**Directions:**
Wherever the string "file" shows up in the material below, copy that line.

**Working data:**
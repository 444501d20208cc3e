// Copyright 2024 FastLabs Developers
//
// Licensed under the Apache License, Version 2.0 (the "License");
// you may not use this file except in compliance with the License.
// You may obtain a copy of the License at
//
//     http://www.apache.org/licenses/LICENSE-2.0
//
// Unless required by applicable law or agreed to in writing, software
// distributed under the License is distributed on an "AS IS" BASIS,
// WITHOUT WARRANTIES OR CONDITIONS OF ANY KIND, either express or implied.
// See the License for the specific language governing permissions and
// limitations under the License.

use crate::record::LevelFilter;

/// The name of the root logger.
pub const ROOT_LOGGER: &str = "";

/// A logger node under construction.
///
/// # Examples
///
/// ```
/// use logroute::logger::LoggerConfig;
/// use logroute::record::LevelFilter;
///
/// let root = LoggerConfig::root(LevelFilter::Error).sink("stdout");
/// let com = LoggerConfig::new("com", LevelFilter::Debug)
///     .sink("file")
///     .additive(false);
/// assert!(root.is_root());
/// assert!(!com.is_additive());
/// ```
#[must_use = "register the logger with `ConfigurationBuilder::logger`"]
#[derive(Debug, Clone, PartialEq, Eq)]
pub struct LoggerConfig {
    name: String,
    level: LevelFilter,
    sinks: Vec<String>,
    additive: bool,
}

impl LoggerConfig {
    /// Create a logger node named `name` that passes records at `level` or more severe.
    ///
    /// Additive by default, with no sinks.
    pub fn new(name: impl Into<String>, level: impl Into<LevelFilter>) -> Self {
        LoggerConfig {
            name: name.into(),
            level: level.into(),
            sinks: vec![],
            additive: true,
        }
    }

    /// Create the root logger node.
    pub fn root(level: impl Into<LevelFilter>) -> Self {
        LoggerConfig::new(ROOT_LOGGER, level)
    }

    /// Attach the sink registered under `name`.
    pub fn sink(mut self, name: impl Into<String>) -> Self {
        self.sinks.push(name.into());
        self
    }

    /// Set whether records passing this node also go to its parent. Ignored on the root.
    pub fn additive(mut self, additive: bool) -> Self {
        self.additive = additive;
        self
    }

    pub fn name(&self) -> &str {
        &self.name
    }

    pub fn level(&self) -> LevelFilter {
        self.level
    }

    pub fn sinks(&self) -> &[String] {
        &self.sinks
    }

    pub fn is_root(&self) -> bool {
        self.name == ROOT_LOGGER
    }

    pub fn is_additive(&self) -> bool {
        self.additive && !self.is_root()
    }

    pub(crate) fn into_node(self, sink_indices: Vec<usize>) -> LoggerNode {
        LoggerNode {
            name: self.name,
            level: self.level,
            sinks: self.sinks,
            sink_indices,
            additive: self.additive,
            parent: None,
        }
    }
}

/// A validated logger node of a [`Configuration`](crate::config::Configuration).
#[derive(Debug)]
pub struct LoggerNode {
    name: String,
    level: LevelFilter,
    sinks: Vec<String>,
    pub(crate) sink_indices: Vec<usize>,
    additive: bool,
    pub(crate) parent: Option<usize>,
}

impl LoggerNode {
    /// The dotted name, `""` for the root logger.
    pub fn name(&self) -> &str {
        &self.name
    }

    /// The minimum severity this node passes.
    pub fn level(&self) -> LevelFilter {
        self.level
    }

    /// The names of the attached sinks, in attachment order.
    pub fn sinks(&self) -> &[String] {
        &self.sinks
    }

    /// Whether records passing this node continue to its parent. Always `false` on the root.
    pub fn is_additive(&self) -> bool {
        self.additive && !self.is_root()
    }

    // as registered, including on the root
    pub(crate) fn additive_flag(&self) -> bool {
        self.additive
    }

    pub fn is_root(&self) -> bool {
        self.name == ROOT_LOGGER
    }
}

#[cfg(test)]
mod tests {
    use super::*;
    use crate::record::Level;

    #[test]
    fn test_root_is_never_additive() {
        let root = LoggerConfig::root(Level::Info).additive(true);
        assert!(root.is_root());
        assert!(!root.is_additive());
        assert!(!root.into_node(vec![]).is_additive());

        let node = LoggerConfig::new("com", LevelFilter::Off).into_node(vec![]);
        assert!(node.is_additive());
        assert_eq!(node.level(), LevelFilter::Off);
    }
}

**Reply to the exercise:**
// you may not use this file except in compliance with the License.
///     .sink("file")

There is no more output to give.